You’re conflating unattended-upgrades (server mutability, hard to roll back) with automated patching in general. Do automated patching but also run the changes though your CI so you can catch breaking changes and roll them out in a way that’s easy to debug (you can diff images) and revert.
I bet when you update your software dependencies you run those changes through your tests but your OS is a giant pile of code that usually gets updated differently and independently because mostly historical reasons.
> I bet when you update your software dependencies you run those changes through your tests but your OS is a giant pile of code that usually gets updated differently and independently because mostly historical reasons.
Close. We are moving towards defining our server states through Ansible, but the project is not close to completion. Perhaps once that's further along, we could use Ansible Molecule + CI to test a new server state when there's a new patch available, but that's not an option on the table today.

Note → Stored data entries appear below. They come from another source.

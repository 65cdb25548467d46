//! In-process router harness.
//!
//! Builds the full Curbwatch router backed by in-memory fakes so tests
//! drive the real middleware, policy and handlers with
//! `tower::ServiceExt::oneshot`.

use std::path::PathBuf;
use std::sync::Arc;

use axum::Router;

use cw_service::auth::{AccessPolicy, ExemptionList, KeyMaterial, PrincipalResolver, TokenCodec};
use cw_service::routes::{build_routes, AppState};

use crate::fakes::{InMemoryCctvCatalog, InMemoryReportStore, InMemoryUserDirectory};
use crate::token_builders::TEST_SECRET;

/// Test backend: router plus handles to the fakes behind it.
pub struct TestBackend {
    pub router: Router,
    pub users: Arc<InMemoryUserDirectory>,
    pub reports: Arc<InMemoryReportStore>,
    pub cctvs: Arc<InMemoryCctvCatalog>,
}

/// Builder mirroring the startup wiring in `main`, with test defaults:
/// the harness secret, 30 min / 7 day lifetimes, 60 s skew, shipped
/// policy and exemption tables.
pub struct TestBackendBuilder {
    secret: String,
    access_ttl_seconds: u64,
    refresh_ttl_seconds: u64,
    clock_skew_seconds: i64,
}

impl TestBackendBuilder {
    pub fn new() -> Self {
        Self {
            secret: TEST_SECRET.to_string(),
            access_ttl_seconds: 1800,
            refresh_ttl_seconds: 604_800,
            clock_skew_seconds: 60,
        }
    }

    pub fn with_secret(mut self, secret: &str) -> Self {
        self.secret = secret.to_string();
        self
    }

    pub fn with_access_ttl(mut self, seconds: u64) -> Self {
        self.access_ttl_seconds = seconds;
        self
    }

    pub fn with_clock_skew(mut self, seconds: i64) -> Self {
        self.clock_skew_seconds = seconds;
        self
    }

    pub fn build(self) -> TestBackend {
        let users = Arc::new(InMemoryUserDirectory::new());
        let reports = Arc::new(InMemoryReportStore::new());
        let cctvs = Arc::new(InMemoryCctvCatalog::new());

        let tokens = TokenCodec::new(
            KeyMaterial::from_secret(&self.secret),
            self.access_ttl_seconds,
            self.refresh_ttl_seconds,
            self.clock_skew_seconds,
        );

        let state = Arc::new(AppState {
            tokens,
            policy: AccessPolicy::standard(),
            exemptions: ExemptionList::standard(),
            resolver: PrincipalResolver::new(users.clone()),
            users: users.clone(),
            reports: reports.clone(),
            cctvs: cctvs.clone(),
            upload_dir: PathBuf::from("uploads"),
            cors_allowed_origins: Vec::new(),
            metrics: None,
        });

        TestBackend {
            router: build_routes(state),
            users,
            reports,
            cctvs,
        }
    }
}

impl Default for TestBackendBuilder {
    fn default() -> Self {
        Self::new()
    }
}

impl TestBackend {
    /// Backend with default settings.
    pub fn with_defaults() -> Self {
        TestBackendBuilder::new().build()
    }
}
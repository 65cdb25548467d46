//! Administrative endpoints. Gated by the access policy (`/api/admin`
//! requires the ADMIN role); handlers assume authorization already
//! happened.

use axum::{extract::State, Json};
use std::sync::Arc;

use crate::errors::ApiError;
use crate::models::{ApiResponse, UserSummary};
use crate::routes::AppState;

/// GET /api/admin/users
pub async fn list_users(
    State(state): State<Arc<AppState>>,
) -> Result<Json<ApiResponse<Vec<UserSummary>>>, ApiError> {
    let users = state.users.list().await?;
    let summaries: Vec<UserSummary> = users.into_iter().map(UserSummary::from).collect();

    Ok(Json(ApiResponse::success("User list.", summaries)))
}
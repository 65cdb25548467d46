//! Authentication endpoints: login, signup, email check, logout, refresh.
//!
//! All of these are on the exemption list — they are how callers obtain
//! credentials in the first place. Logout is a stateless no-op: there is
//! no server-side session to destroy, tokens simply age out.

use axum::{extract::State, Json};
use serde::{Deserialize, Serialize};
use std::sync::Arc;

use crate::errors::ApiError;
use crate::models::{ApiResponse, TokenPair, UserSummary};
use crate::routes::AppState;
use crate::services::token_service;

#[derive(Debug, Deserialize)]
pub struct LoginRequest {
    pub email: String,
    pub password: String,
}

#[derive(Debug, Deserialize)]
pub struct SignupRequest {
    pub email: String,
    pub password: String,
    pub display_name: String,
}

#[derive(Debug, Deserialize)]
pub struct EmailCheckRequest {
    pub email: String,
}

#[derive(Debug, Serialize)]
pub struct EmailCheckResult {
    pub duplicate: bool,
}

#[derive(Debug, Deserialize)]
pub struct RefreshRequest {
    pub refresh_token: String,
}

/// POST /api/auth/login
pub async fn login(
    State(state): State<Arc<AppState>>,
    Json(payload): Json<LoginRequest>,
) -> Result<Json<ApiResponse<TokenPair>>, ApiError> {
    let pair =
        token_service::login(&state.tokens, state.users.as_ref(), &payload.email, &payload.password)
            .await?;

    Ok(Json(ApiResponse::success("Login successful.", pair)))
}

/// POST /api/auth/signup
pub async fn signup(
    State(state): State<Arc<AppState>>,
    Json(payload): Json<SignupRequest>,
) -> Result<Json<ApiResponse<UserSummary>>, ApiError> {
    if payload.email.trim().is_empty() || payload.password.trim().is_empty() {
        return Err(ApiError::BadRequest(
            "Email and password must not be blank.".to_string(),
        ));
    }

    let user = token_service::signup(
        state.users.as_ref(),
        payload.email.trim(),
        &payload.password,
        payload.display_name.trim(),
    )
    .await?;

    Ok(Json(ApiResponse::success(
        "Account created.",
        UserSummary::from(user),
    )))
}

/// POST /api/auth/email-check
pub async fn email_check(
    State(state): State<Arc<AppState>>,
    Json(payload): Json<EmailCheckRequest>,
) -> Result<Json<ApiResponse<EmailCheckResult>>, ApiError> {
    let duplicate = state.users.email_exists(payload.email.trim()).await?;

    Ok(Json(ApiResponse::success(
        "Email availability checked.",
        EmailCheckResult { duplicate },
    )))
}

/// POST /api/auth/logout
pub async fn logout() -> Json<ApiResponse<()>> {
    Json(ApiResponse::success("Logged out.", ()))
}

/// POST /api/auth/refresh
///
/// The refresh exchange: a valid, unexpired refresh token buys a fresh
/// access + refresh pair. Any failure is the generic 401.
pub async fn refresh(
    State(state): State<Arc<AppState>>,
    Json(payload): Json<RefreshRequest>,
) -> Result<Json<ApiResponse<TokenPair>>, ApiError> {
    let pair =
        token_service::refresh(&state.tokens, state.users.as_ref(), &payload.refresh_token).await?;

    Ok(Json(ApiResponse::success("Token refreshed.", pair)))
}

The system we had in place for /today/ worked: Lower priority or redundant servers were set to auto-reboot after applying security updates, while other critical servers require manual reboot at low-risk times. By then, the patch has already been tested on lower-risk servers.
As a result, this issue caused no user-visible downtime for us, and due to the staggered runs of unattended-upgrades affected a minimal number of servers.
And this was the first time in 10+ years that something like this happened and we have to choose to write to prioritize spending our process-improvement time based on likelihood and impact.
I bet when you update your software dependencies you run those changes through your tests but your OS is a giant pile of code that usually gets updated differently and independently because mostly historical reasons.